Prince St. gets a little busier between Sullivan St. and Thompson St., and it's dotted with quite a few bag, jewelry, and accessory shops. Most of these are stores that exist only in SoHo.
On the southeast corner of Prince St. and Sullivan St. is the spacious
Lords News International (186 Prince St.). As you can see from the printed signs, they do film processing, provide WiFi, take passport photos, send and receive faxes, sell cold soda (and beer!) and candy, and have an ATM. They also do picture framing. Mainly, though, what they sell is magazines . . . hundreds and hundreds of magazines. Their windows on Prince St. are updated regularly, but I find the tall displays overwhelming . . . it's a blitzkrieg of media, and it's hard to focus on any one magazine cover.
Another of
Lords News International's windows on the Prince St. side. I only subscribe to the
New Yorker on purpose, so the vast array of periodicals here befuddles me. Who reads all these magazines?
Mysteriously, I also get
Time Out New York (I don't do anything they suggest),
Food & Wine (because I watch
Top Chef?), and
Genre (deeply lame and slight) in the mail, although I ordered none of those. As a sort of joke, my mother gave me a subscription to
Reader's Digest for Christmas, so I am able to follow the current frightened obsessions of the elderly and chuckle at
Humor in Uniform.
At 178 Prince St. is the
Ward-Nasse Gallery, displaying this arresting Jesus painting. I feel a deep fondness for the remaining galleries in SoHo, since most of them have fled the mall for the newer gallery district in Chelsea.

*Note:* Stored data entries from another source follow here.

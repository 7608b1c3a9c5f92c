//! Parser and generator capabilities.
//!
//! A plugin is registered once under its [`Plugin::name`] and cloned per run;
//! the clone is initialized with its projected options and then driven
//! either in batch (serial modes) or as a streaming task over an
//! [`ExecutionContext`] (concurrent modes).

use crate::descriptor::{Descriptor, Descriptors, Entry};
use crate::error::MirError;
use crate::options::{GeneratorOpts, ParserOpts};
use crate::pipeline::ExecutionContext;
use async_trait::async_trait;

/// Anything registrable by name.
pub trait Plugin: Send + Sync {
    fn name(&self) -> &str;
}

/// Turns route-description entries into descriptors.
#[async_trait]
pub trait Parser: Plugin {
    /// One-time setup for a run.
    fn init(&mut self, opts: &ParserOpts) -> Result<(), MirError>;

    /// Batch parse.
    fn parse(&self, entries: &[Entry]) -> Result<Descriptors, MirError>;

    /// Streaming parse: send descriptors through the context, cancel it on
    /// failure and signal `parser_done` exactly once on exit.
    ///
    /// The default runs [`Parser::parse`] and forwards the batch in order.
    async fn parse_context(&self, ctx: ExecutionContext, entries: Vec<Entry>) {
        let tx = ctx.sender();
        match self.parse(&entries) {
            Ok(descriptors) => {
                if let Err(err) = tx.send_all(descriptors).await {
                    ctx.cancel(err);
                }
            }
            Err(err) => {
                ctx.cancel(err);
            }
        }
        ctx.parser_done();
    }

    /// Independent instance for a fresh run.
    fn clone_parser(&self) -> Box<dyn Parser>;
}

/// Renders descriptors into router registration code.
#[async_trait]
pub trait Generator: Plugin {
    /// One-time setup for a run.
    fn init(&mut self, opts: &GeneratorOpts) -> Result<(), MirError>;

    /// Batch generate.
    fn generate(&self, descriptors: &[Descriptor]) -> Result<(), MirError>;

    /// Streaming generate: read descriptors until the stream ends or the run
    /// is cancelled, cancel on failure and signal `generator_done` exactly
    /// once on exit.
    ///
    /// The default collects the stream and hands it to [`Generator::generate`].
    async fn generate_context(&self, ctx: ExecutionContext) {
        let rx = ctx.receiver();
        let mut descriptors = Descriptors::new();
        while let Some(descriptor) = rx.recv().await {
            descriptors.push(descriptor);
        }
        if !ctx.is_cancelled() {
            if let Err(err) = self.generate(&descriptors) {
                ctx.cancel(err);
            }
        }
        ctx.generator_done();
    }

    /// Independent instance for a fresh run.
    fn clone_generator(&self) -> Box<dyn Generator>;
}
//! Directional descriptor endpoints.
//!
//! The parser only ever holds a [`DescriptorSender`] and the generator only a
//! [`DescriptorReceiver`]. Both observe the run's [`CancelToken`]; the
//! receiver also treats a finished parser with an empty buffer as end of
//! stream.

use crate::descriptor::Descriptor;
use crate::error::MirError;
use crate::pipeline::cancel::CancelToken;
use crate::pipeline::latch::{CompletionLatch, Stage};
use std::sync::Arc;
use tokio::sync::{mpsc, Mutex, Semaphore};
use tracing::debug;

#[derive(Clone)]
pub(crate) enum QueueTx {
    Bounded(mpsc::Sender<Descriptor>),
    Unbounded(mpsc::UnboundedSender<Descriptor>),
}

pub(crate) enum QueueRx {
    Bounded(mpsc::Receiver<Descriptor>),
    Unbounded(mpsc::UnboundedReceiver<Descriptor>),
}

impl QueueRx {
    async fn recv(&mut self) -> Option<Descriptor> {
        match self {
            QueueRx::Bounded(rx) => rx.recv().await,
            QueueRx::Unbounded(rx) => rx.recv().await,
        }
    }

    fn try_recv(&mut self) -> Option<Descriptor> {
        match self {
            QueueRx::Bounded(rx) => rx.try_recv().ok(),
            QueueRx::Unbounded(rx) => rx.try_recv().ok(),
        }
    }
}

/// Largest bounded buffer tokio's channel can allocate permits for.
pub const MAX_CAPACITY: usize = Semaphore::MAX_PERMITS;

/// FIFO of the given capacity; 0 means unbounded. Larger than
/// [`MAX_CAPACITY`] is clamped.
pub(crate) fn descriptor_queue(capacity: usize) -> (QueueTx, QueueRx) {
    if capacity == 0 {
        let (tx, rx) = mpsc::unbounded_channel();
        (QueueTx::Unbounded(tx), QueueRx::Unbounded(rx))
    } else {
        let (tx, rx) = mpsc::channel(capacity.min(MAX_CAPACITY));
        (QueueTx::Bounded(tx), QueueRx::Bounded(rx))
    }
}

/// Send-only endpoint handed to the parser.
#[derive(Clone)]
pub struct DescriptorSender {
    tx: Option<QueueTx>,
    cancel: CancelToken,
    latch: CompletionLatch,
}

impl DescriptorSender {
    pub(crate) fn new(tx: Option<QueueTx>, cancel: CancelToken, latch: CompletionLatch) -> Self {
        Self { tx, cancel, latch }
    }

    /// Send one descriptor, waiting for buffer space.
    ///
    /// Fails with the cancellation error once the run is cancelled, and with
    /// [`MirError::ChannelClosed`] after the parser has signalled done.
    pub async fn send(&self, descriptor: Descriptor) -> Result<(), MirError> {
        if let Some(err) = self.cancel.err() {
            return Err(err);
        }
        let tx = match &self.tx {
            Some(tx) if !self.latch.is_done(Stage::Parser) => tx,
            _ => {
                debug!(type_name = %descriptor.type_name, "Send after parser done rejected");
                return Err(MirError::ChannelClosed);
            }
        };

        match tx {
            QueueTx::Unbounded(tx) => tx.send(descriptor).map_err(|_| MirError::ChannelClosed),
            QueueTx::Bounded(tx) => {
                tokio::select! {
                    biased;
                    _ = self.cancel.cancelled() => {
                        Err(self.cancel.err().unwrap_or(MirError::ChannelClosed))
                    }
                    res = tx.send(descriptor) => res.map_err(|_| MirError::ChannelClosed),
                }
            }
        }
    }

    /// Send descriptors in order, stopping at the first failure.
    pub async fn send_all<I>(&self, descriptors: I) -> Result<usize, MirError>
    where
        I: IntoIterator<Item = Descriptor>,
    {
        let mut sent = 0;
        for descriptor in descriptors {
            self.send(descriptor).await?;
            sent += 1;
        }
        Ok(sent)
    }
}

/// Receive-only endpoint handed to the generator.
#[derive(Clone)]
pub struct DescriptorReceiver {
    rx: Arc<Mutex<QueueRx>>,
    cancel: CancelToken,
    latch: CompletionLatch,
}

impl DescriptorReceiver {
    pub(crate) fn new(rx: Arc<Mutex<QueueRx>>, cancel: CancelToken, latch: CompletionLatch) -> Self {
        Self { rx, cancel, latch }
    }

    /// Next descriptor in send order.
    ///
    /// Returns `None` when the parser has finished and the buffer is empty,
    /// or as soon as the run is cancelled. Descriptors still buffered at
    /// cancellation are abandoned.
    pub async fn recv(&self) -> Option<Descriptor> {
        if self.cancel.is_cancelled() {
            return None;
        }
        let mut rx = tokio::select! {
            biased;
            _ = self.cancel.cancelled() => return None,
            guard = self.rx.lock() => guard,
        };

        tokio::select! {
            biased;
            _ = self.cancel.cancelled() => None,
            descriptor = rx.recv() => descriptor,
            _ = self.latch.stage_done(Stage::Parser) => rx.try_recv(),
        }
    }
}
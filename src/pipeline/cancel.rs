//! Error-carrying cancellation token.

use crate::error::MirError;
use parking_lot::Mutex;
use std::sync::atomic::{AtomicBool, Ordering};
use std::sync::Arc;
use std::time::Instant;
use tokio::sync::Notify;

struct TokenInner {
    cancelled: AtomicBool,
    error: Mutex<Option<MirError>>,
    notify: Notify,
    deadline: Option<Instant>,
    disarmed: AtomicBool,
}

/// Cancellation signal with the error that caused it.
///
/// The first [`cancel`](CancelToken::cancel) wins; later calls leave the
/// recorded error untouched. Clones share state.
#[derive(Clone)]
pub struct CancelToken {
    inner: Arc<TokenInner>,
}

impl Default for CancelToken {
    fn default() -> Self {
        Self::new()
    }
}

impl CancelToken {
    pub fn new() -> Self {
        Self::build(None)
    }

    /// Token that cancels itself with [`MirError::DeadlineExceeded`] once
    /// `deadline` passes.
    pub fn with_deadline(deadline: Instant) -> Self {
        Self::build(Some(deadline))
    }

    fn build(deadline: Option<Instant>) -> Self {
        Self {
            inner: Arc::new(TokenInner {
                cancelled: AtomicBool::new(false),
                error: Mutex::new(None),
                notify: Notify::new(),
                deadline,
                disarmed: AtomicBool::new(false),
            }),
        }
    }

    pub fn deadline(&self) -> Option<Instant> {
        self.inner.deadline
    }

    /// Stop the deadline from firing. Explicit cancels still apply.
    pub fn disarm(&self) {
        self.inner.disarmed.store(true, Ordering::SeqCst);
    }

    /// Record `err` and wake every waiter. Returns false if already cancelled.
    pub fn cancel(&self, err: MirError) -> bool {
        {
            let mut slot = self.inner.error.lock();
            if slot.is_some() {
                return false;
            }
            *slot = Some(err);
            self.inner.cancelled.store(true, Ordering::SeqCst);
        }
        self.inner.notify.notify_waiters();
        true
    }

    pub fn is_cancelled(&self) -> bool {
        self.expire_if_due();
        self.inner.cancelled.load(Ordering::SeqCst)
    }

    /// The recorded cancellation error, if any.
    pub fn err(&self) -> Option<MirError> {
        self.expire_if_due();
        self.inner.error.lock().clone()
    }

    /// Resolves once the token is cancelled or its armed deadline passes.
    pub async fn cancelled(&self) {
        if let Some(deadline) = self.inner.deadline {
            tokio::select! {
                _ = self.notified() => return,
                _ = tokio::time::sleep_until(tokio::time::Instant::from_std(deadline)) => {}
            }
            if self.expire() {
                return;
            }
        }
        self.notified().await
    }

    async fn notified(&self) {
        loop {
            let notified = self.inner.notify.notified();
            tokio::pin!(notified);
            // Register before checking the flag so a concurrent cancel is not missed.
            notified.as_mut().enable();
            if self.inner.cancelled.load(Ordering::SeqCst) {
                return;
            }
            notified.await;
        }
    }

    /// Cancel with [`MirError::DeadlineExceeded`] unless disarmed.
    fn expire(&self) -> bool {
        if self.inner.disarmed.load(Ordering::SeqCst) {
            return false;
        }
        self.cancel(MirError::DeadlineExceeded);
        true
    }

    fn expire_if_due(&self) {
        if let Some(deadline) = self.inner.deadline {
            // tokio's clock so paused test time is honoured.
            let now = tokio::time::Instant::now().into_std();
            if !self.inner.cancelled.load(Ordering::SeqCst) && now >= deadline {
                self.expire();
            }
        }
    }
}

Hans Koch (174 Prince St.) sells handcrafted, one-of-a-kind bags, purses, jewelry, and other accessories, with an emphasis on strikingly colorful and inventive leatherwork. Everything in the store is created by Bauhaus-trained Hans Koch himself and his assistants.
Another angle on the
Hans Koch window, showing more of the unique bags and clutches and the jewelry hanging on the side wall.
At 181 Prince St. is
Meeka Meeko (clicking that link takes you to an obsessive slideshow video of the store's wares). This is a difficult store to categorize . . . on one hand, it's a jewelry and accessories shop, overflowing with rare, idiosyncratic, and vintage items. But the store also has gifty craft items and odd
object that remind me of items you usually see in shops with names such as The Whittling Fig on tourist beach town main streets that have turned quaint in order to survive.
The western window of
Meeka Meeko. I kind of like the girly pink sale scrawl on the window.
Closeup of
Meeka Meeko's western window. It does give the impression that you may discover a treasure amongst the clutter.
Another closeup of
Meeka Meeko's eclectic and eccentric western window.
At 172 Prince St. is
by boe, another bag and jewelry store. I give the display some points for the intriguing long-necked busts showing off the accessories in front of that green panel, but those points are quickly taken away because of the crappy printed "sample sale" signs.